Additionally, the Board received and considered information comparing each Feeder Fund’s Contractual Management Fees and Actual Management Fee and each Feeder Fund’s overall expenses with those of funds in both the relevant expense group and a broader group of funds, each selected and provided by Lipper. The expense comparisons compared each Feeder Fund to funds similar in size to the Portfolio, and the Board noted that the assets of Citi Institutional U.S. Treasury Reserves represent a large portion of the Portfolio’s assets, while the assets of each of Citi Premium U.S. Treasury Reserves and Citi U.S. Treasury Reserves represent a small portion of the Portfolio’s assets. The Board noted that each Feeder Fund’s expense information reflected both management fees and total expenses payable by such Feeder Fund as well as management fees and total expenses payable by the Portfolio, and was therefore relevant to the Board’s conclusions regarding the Portfolio’s expenses. The Board also reviewed information regarding fees charged by the Manager to other U.S. clients investing primarily in an asset class similar to that of the Portfolio including, where applicable, separate accounts. The Manager reviewed with the Board the significant differences in scope of services provided to the Portfolio and to these other clients, noting that the Portfolio is provided with administrative services, office facilities, Portfolio officers (including the Portfolio’s chief executive, chief financial and chief compliance officers), and that the Manager coordinates and oversees the provision of services to the Portfolio by other Portfolio providers. The Board considered the fee comparisons in light of the differences required to manage these different types of accounts. The Board received an analysis of complex-wide management fees provided by the Manager, which, among other things, set out a proposed framework of fees based on asset classes.

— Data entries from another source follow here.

use crate::{
    ast::{AstNode, NodeKind},
    classify::language,
    parsing::lexer::{TokenKind, TokenStream},
};

pub fn claims(stream: &TokenStream) -> bool {
    stream
        .peek()
        .is_some_and(|tok| matches!(tok.kind, TokenKind::CodeBlock { .. }))
}

pub fn parse(stream: &mut TokenStream) -> Option<AstNode> {
    let tok = stream.next()?;
    let TokenKind::CodeBlock { language: hint, .. } = tok.kind else {
        return None;
    };
    let kind = NodeKind::Code {
        language: hint.as_deref().map(language::normalize),
        is_block: true,
    };
    Some(AstNode::new(kind, tok.content))
}

#[cfg(test)]
mod tests {
    use crate::ast::NodeKind;
    use crate::parsing::{blocks::parse_blocks, lexer::tokenize};

    #[test]
    fn fence_hint_is_normalized() {
        let nodes = parse_blocks(&mut tokenize("```JS\nlet a = 1;\n```"));
        assert_eq!(
            nodes[0].kind,
            NodeKind::Code {
                language: Some("javascript".into()),
                is_block: true
            }
        );
        assert_eq!(nodes[0].content, "let a = 1;");
        assert!(nodes[0].formatting.is_none());
    }

    #[test]
    fn markup_inside_code_is_untouched() {
        let nodes = parse_blocks(&mut tokenize("```\n**not bold**\n```"));
        assert_eq!(nodes[0].content, "**not bold**");
    }
}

Management also discussed with the Board the Portfolio’s placement arrangements. The Board noted that beneficial interests in the Portfolio are issued solely in private placement transactions that do not involve any “public offering” within the meaning of Section 4(2) of the Securities Act of 1933, as amended, and that the exclusive placement agent for the Portfolio is Citigroup Global Markets Inc., which receives no compensation for serving in that capacity.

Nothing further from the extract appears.